Do feelings about money matter?

by SecureFutures President and CEO Brenda Campbell



Wisconsin is an exciting place to work in financial education. Our state has been at the forefront of making financial education a priority, and in 2017 was among the first states to mandate that school districts adopt academic standards for financial literacy and incorporate instruction into the curriculum in grades K-12.  This was a game-changer for Wisconsin students, and there’s another exciting new development.

Last month, the Wisconsin Department of Public Instruction announced a new update to the statewide financial literacy standards. I was able to be part of the development of these new standards as a presenter at the State Superintendent’s Standards Council and as a member of the community review panel, and I’m thrilled that Wisconsin is once again setting an exciting national precedent: the implementation of a “financial mindset” strand.

What is “financial mindset”? As all-star educator Joel Chrisler said on a recent call about the standards, financial mindset is the “why?” of financial education. While conveying financial knowledge to students is important, it’s just as important to address the emotions, habits, and behaviors that lie behind each person’s decisions about money and how to manage it.

Helping students develop a financial mindset means helping them to examine the values they’ve been taught about money and develop values of their own. It means enabling them to think strategically and critically about financial decisions and to not be derailed by the setbacks that happen in everyone’s life. It means supporting them in accountability, concrete goal-setting, and the formation of healthy habits. It means shifting feelings about money from fear to empowerment.

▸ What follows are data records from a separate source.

//! Fixture helpers shared by the integration tests: minimal JPEG files
//! carrying a hand-assembled little-endian EXIF segment.

/// A JPEG whose EXIF block holds `DateTimeOriginal`. The argument must be
/// in EXIF form, e.g. `2023:07:15 14:30:45`.
pub fn jpeg_with_capture_date(datetime: &str) -> Vec<u8> {
    assert_eq!(datetime.len(), 19, "EXIF datetime is exactly 19 chars");

    let mut tiff = Vec::new();
    tiff.extend_from_slice(b"II");
    tiff.extend_from_slice(&42u16.to_le_bytes());
    tiff.extend_from_slice(&8u32.to_le_bytes()); // IFD0 offset

    // IFD0: one entry pointing at the Exif IFD.
    tiff.extend_from_slice(&1u16.to_le_bytes());
    tiff.extend_from_slice(&ifd_entry(0x8769, 4, 1, 26));
    tiff.extend_from_slice(&0u32.to_le_bytes());

    // Exif IFD at 26: DateTimeOriginal, 20 ASCII bytes stored at 44.
    tiff.extend_from_slice(&1u16.to_le_bytes());
    tiff.extend_from_slice(&ifd_entry(0x9003, 2, 20, 44));
    tiff.extend_from_slice(&0u32.to_le_bytes());

    tiff.extend_from_slice(datetime.as_bytes());
    tiff.push(0);
    assert_eq!(tiff.len(), 64);

    wrap_jpeg(&tiff)
}

/// A JPEG with `DateTimeOriginal` plus a GPS fix. Coordinates are given as
/// whole degrees/minutes/seconds with a hemisphere reference letter.
pub fn jpeg_with_capture_and_gps(
    datetime: &str,
    lat: (u32, u32, u32),
    lat_ref: char,
    lon: (u32, u32, u32),
    lon_ref: char,
) -> Vec<u8> {
    assert_eq!(datetime.len(), 19, "EXIF datetime is exactly 19 chars");

    let mut tiff = Vec::new();
    tiff.extend_from_slice(b"II");
    tiff.extend_from_slice(&42u16.to_le_bytes());
    tiff.extend_from_slice(&8u32.to_le_bytes());

    // IFD0: Exif IFD pointer + GPS IFD pointer.
    tiff.extend_from_slice(&2u16.to_le_bytes());
    tiff.extend_from_slice(&ifd_entry(0x8769, 4, 1, 38));
    tiff.extend_from_slice(&ifd_entry(0x8825, 4, 1, 76));
    tiff.extend_from_slice(&0u32.to_le_bytes());
    assert_eq!(tiff.len(), 38);

    // Exif IFD at 38.
    tiff.extend_from_slice(&1u16.to_le_bytes());
    tiff.extend_from_slice(&ifd_entry(0x9003, 2, 20, 56));
    tiff.extend_from_slice(&0u32.to_le_bytes());
    tiff.extend_from_slice(datetime.as_bytes());
    tiff.push(0);
    assert_eq!(tiff.len(), 76);

    // GPS IFD at 76: refs inline, coordinates as rational triples.
    tiff.extend_from_slice(&4u16.to_le_bytes());
    tiff.extend_from_slice(&ifd_entry_inline_ascii2(0x0001, lat_ref));
    tiff.extend_from_slice(&ifd_entry(0x0002, 5, 3, 130));
    tiff.extend_from_slice(&ifd_entry_inline_ascii2(0x0003, lon_ref));
    tiff.extend_from_slice(&ifd_entry(0x0004, 5, 3, 154));
    tiff.extend_from_slice(&0u32.to_le_bytes());
    assert_eq!(tiff.len(), 130);

    for part in [lat.0, lat.1, lat.2] {
        tiff.extend_from_slice(&rational(part, 1));
    }
    for part in [lon.0, lon.1, lon.2] {
        tiff.extend_from_slice(&rational(part, 1));
    }
    assert_eq!(tiff.len(), 178);

    wrap_jpeg(&tiff)
}

fn ifd_entry(tag: u16, field_type: u16, count: u32, value: u32) -> Vec<u8> {
    let mut out = Vec::with_capacity(12);
    out.extend_from_slice(&tag.to_le_bytes());
    out.extend_from_slice(&field_type.to_le_bytes());
    out.extend_from_slice(&count.to_le_bytes());
    out.extend_from_slice(&value.to_le_bytes());
    out
}

/// Two-byte ASCII values (a letter plus NUL) fit inline in the entry.
fn ifd_entry_inline_ascii2(tag: u16, letter: char) -> Vec<u8> {
    let mut out = Vec::with_capacity(12);
    out.extend_from_slice(&tag.to_le_bytes());
    out.extend_from_slice(&2u16.to_le_bytes());
    out.extend_from_slice(&2u32.to_le_bytes());
    out.push(letter as u8);
    out.push(0);
    out.push(0);
    out.push(0);
    out
}

fn rational(numerator: u32, denominator: u32) -> Vec<u8> {
    let mut out = Vec::with_capacity(8);
    out.extend_from_slice(&numerator.to_le_bytes());
    out.extend_from_slice(&denominator.to_le_bytes());
    out
}

fn wrap_jpeg(tiff: &[u8]) -> Vec<u8> {
    let mut out = Vec::new();
    out.extend_from_slice(&[0xFF, 0xD8]); // SOI
    out.extend_from_slice(&[0xFF, 0xE1]); // APP1
    let length = (2 + 6 + tiff.len()) as u16;
    out.extend_from_slice(&length.to_be_bytes());
    out.extend_from_slice(b"Exif\0\0");
    out.extend_from_slice(tiff);
    out.extend_from_slice(&[0xFF, 0xD9]); // EOI
    out
}

/// GeoNames-layout line for gazetteer fixtures.
pub fn gazetteer_line(
    id: u32,
    name: &str,
    lat: f64,
    lon: f64,
    country: &str,
    admin1: &str,
    admin2: &str,
    population: u64,
) -> String {
    format!(
        "{id}\t{name}\t{name}\t\t{lat}\t{lon}\tP\tPPL\t{country}\t\t{admin1}\t{admin2}\t\t\t{population}\t\t\t\tUTC\t2024-01-01"
    )
}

For SecureFutures, “financial mindset” has been a foundational aspect of our programming from the beginning. In our Money Sense program, in addition to teaching financial basics, we use the mantra “Go do it now!” to encourage students to apply what they’re learning in their daily lives. Our Money Coach program, with its basis in mentorship, creates an environment of accountability, empowerment, and support for students’ financial lives in a holistic way. And our Money Path app was explicitly created to help students connect the dots as they plan for their education, career, and financial future, eliminating the confusion and uncertainty that can often accompany these decisions.

Our overarching goal as an organization is to ensure that every student in Wisconsin graduates from high school equipped for a lifetime of financial capability. As these new standards are rolled out, I’m more excited than ever to continue to partner with schools and districts throughout the state to make progress towards that goal.